**What the task asks**
Among the records, how many lines contain "cidrs"? Only the number is needed.

Stored data:
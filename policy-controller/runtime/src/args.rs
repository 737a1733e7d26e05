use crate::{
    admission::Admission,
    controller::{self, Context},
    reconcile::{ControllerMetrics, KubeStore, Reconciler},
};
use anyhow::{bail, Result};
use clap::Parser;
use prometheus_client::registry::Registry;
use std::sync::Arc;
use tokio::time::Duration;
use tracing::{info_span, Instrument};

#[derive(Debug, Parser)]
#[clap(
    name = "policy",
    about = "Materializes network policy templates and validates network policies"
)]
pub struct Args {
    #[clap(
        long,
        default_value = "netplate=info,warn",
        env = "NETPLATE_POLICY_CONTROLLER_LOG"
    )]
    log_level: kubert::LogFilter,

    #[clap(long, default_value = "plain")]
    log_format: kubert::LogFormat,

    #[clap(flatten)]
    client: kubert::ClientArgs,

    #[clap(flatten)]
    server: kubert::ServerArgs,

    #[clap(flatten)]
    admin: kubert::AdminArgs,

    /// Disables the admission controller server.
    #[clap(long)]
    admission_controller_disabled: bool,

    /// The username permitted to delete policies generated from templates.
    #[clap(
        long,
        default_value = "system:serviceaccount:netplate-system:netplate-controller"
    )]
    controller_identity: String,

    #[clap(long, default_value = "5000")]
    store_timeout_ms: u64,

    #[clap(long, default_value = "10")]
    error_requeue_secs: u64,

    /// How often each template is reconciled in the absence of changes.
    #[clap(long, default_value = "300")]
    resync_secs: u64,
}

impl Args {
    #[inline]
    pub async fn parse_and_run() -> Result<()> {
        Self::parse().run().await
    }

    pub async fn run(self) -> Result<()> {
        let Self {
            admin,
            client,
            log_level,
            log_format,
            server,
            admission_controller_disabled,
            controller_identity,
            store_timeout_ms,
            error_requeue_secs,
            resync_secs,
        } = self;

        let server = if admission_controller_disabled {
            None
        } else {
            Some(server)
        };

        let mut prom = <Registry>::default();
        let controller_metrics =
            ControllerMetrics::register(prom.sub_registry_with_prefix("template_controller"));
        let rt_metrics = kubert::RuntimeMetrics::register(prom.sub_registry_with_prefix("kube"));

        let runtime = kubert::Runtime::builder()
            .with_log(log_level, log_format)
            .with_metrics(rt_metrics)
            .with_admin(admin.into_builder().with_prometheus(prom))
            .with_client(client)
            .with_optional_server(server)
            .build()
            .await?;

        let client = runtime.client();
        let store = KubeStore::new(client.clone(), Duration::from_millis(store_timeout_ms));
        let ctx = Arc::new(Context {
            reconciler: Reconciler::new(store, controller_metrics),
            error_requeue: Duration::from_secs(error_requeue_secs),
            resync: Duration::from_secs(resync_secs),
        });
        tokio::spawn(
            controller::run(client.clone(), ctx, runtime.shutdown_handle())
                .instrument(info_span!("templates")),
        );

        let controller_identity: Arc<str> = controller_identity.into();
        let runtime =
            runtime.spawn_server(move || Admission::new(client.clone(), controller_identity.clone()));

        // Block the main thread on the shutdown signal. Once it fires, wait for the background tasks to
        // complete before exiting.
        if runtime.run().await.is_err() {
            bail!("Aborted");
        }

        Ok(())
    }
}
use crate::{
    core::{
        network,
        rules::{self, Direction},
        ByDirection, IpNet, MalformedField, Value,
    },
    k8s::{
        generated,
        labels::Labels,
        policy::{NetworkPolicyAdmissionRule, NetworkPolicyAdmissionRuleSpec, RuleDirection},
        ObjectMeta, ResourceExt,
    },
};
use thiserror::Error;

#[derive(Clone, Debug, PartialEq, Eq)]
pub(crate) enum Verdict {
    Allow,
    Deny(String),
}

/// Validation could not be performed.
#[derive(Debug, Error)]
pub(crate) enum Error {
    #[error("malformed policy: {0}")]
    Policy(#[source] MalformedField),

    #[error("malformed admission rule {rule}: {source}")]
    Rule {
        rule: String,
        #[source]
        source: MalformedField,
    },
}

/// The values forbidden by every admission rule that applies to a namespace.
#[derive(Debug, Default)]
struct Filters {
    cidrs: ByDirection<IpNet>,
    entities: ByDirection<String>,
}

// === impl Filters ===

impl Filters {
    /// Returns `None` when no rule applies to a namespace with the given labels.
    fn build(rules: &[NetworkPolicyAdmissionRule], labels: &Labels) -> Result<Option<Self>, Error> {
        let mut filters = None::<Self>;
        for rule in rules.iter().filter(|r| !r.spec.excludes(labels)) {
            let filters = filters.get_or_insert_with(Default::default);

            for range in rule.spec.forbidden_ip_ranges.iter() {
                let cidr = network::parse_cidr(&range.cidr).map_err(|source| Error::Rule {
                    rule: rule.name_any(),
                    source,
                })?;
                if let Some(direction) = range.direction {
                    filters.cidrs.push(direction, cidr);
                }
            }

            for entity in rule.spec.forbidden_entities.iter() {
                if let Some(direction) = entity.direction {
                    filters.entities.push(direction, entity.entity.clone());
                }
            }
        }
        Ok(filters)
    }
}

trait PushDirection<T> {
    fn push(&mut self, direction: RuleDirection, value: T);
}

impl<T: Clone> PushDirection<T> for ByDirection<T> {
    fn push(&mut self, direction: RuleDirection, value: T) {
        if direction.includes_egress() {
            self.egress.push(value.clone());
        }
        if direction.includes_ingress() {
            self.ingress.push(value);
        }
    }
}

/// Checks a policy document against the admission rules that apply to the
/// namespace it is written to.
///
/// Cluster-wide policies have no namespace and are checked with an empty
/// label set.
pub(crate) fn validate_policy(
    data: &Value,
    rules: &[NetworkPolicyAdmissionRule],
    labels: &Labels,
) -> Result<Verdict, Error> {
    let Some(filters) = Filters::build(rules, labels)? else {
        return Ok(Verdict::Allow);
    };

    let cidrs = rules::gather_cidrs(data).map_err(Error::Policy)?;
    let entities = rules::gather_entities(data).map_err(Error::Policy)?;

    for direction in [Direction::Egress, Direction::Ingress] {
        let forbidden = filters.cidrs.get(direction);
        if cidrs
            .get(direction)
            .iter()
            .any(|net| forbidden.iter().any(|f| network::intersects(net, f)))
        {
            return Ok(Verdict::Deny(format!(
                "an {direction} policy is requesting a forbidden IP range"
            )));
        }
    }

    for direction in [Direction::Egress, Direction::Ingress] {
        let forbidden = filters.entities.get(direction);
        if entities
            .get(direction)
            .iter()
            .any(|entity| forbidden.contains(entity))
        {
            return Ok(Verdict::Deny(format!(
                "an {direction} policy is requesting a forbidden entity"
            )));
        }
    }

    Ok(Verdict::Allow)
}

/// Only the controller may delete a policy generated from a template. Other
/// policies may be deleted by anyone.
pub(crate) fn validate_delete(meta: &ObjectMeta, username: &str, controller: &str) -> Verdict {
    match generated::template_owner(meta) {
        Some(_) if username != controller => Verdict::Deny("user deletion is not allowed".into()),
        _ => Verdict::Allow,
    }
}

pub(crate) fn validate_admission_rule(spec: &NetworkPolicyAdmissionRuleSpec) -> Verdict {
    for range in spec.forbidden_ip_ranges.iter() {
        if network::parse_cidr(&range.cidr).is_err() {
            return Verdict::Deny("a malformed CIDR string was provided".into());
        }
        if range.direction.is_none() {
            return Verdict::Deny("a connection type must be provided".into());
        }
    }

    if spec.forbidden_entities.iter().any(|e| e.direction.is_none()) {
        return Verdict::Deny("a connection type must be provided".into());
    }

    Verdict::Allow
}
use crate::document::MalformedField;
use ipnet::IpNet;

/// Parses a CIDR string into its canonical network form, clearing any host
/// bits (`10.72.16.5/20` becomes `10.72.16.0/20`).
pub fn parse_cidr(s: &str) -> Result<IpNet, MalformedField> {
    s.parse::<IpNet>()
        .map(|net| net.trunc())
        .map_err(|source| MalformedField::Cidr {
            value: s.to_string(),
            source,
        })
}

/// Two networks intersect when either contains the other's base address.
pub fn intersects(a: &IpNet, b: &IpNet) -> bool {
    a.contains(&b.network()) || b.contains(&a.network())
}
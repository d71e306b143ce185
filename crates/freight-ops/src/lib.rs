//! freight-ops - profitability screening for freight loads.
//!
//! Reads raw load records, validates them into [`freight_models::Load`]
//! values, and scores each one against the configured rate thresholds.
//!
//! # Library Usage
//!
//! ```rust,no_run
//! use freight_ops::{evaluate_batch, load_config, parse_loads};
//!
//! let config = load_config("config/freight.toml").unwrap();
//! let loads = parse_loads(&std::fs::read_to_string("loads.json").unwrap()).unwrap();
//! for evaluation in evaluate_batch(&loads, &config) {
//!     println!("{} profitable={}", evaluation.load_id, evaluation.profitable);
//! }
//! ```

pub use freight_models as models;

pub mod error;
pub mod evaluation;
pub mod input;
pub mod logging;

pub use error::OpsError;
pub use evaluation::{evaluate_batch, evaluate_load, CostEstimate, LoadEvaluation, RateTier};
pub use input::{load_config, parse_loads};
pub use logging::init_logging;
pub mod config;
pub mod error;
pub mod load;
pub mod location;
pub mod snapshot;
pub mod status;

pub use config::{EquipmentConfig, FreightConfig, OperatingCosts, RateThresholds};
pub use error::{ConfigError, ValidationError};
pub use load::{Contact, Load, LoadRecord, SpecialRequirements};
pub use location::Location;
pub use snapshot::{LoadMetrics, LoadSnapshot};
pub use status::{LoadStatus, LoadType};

**Written response**
5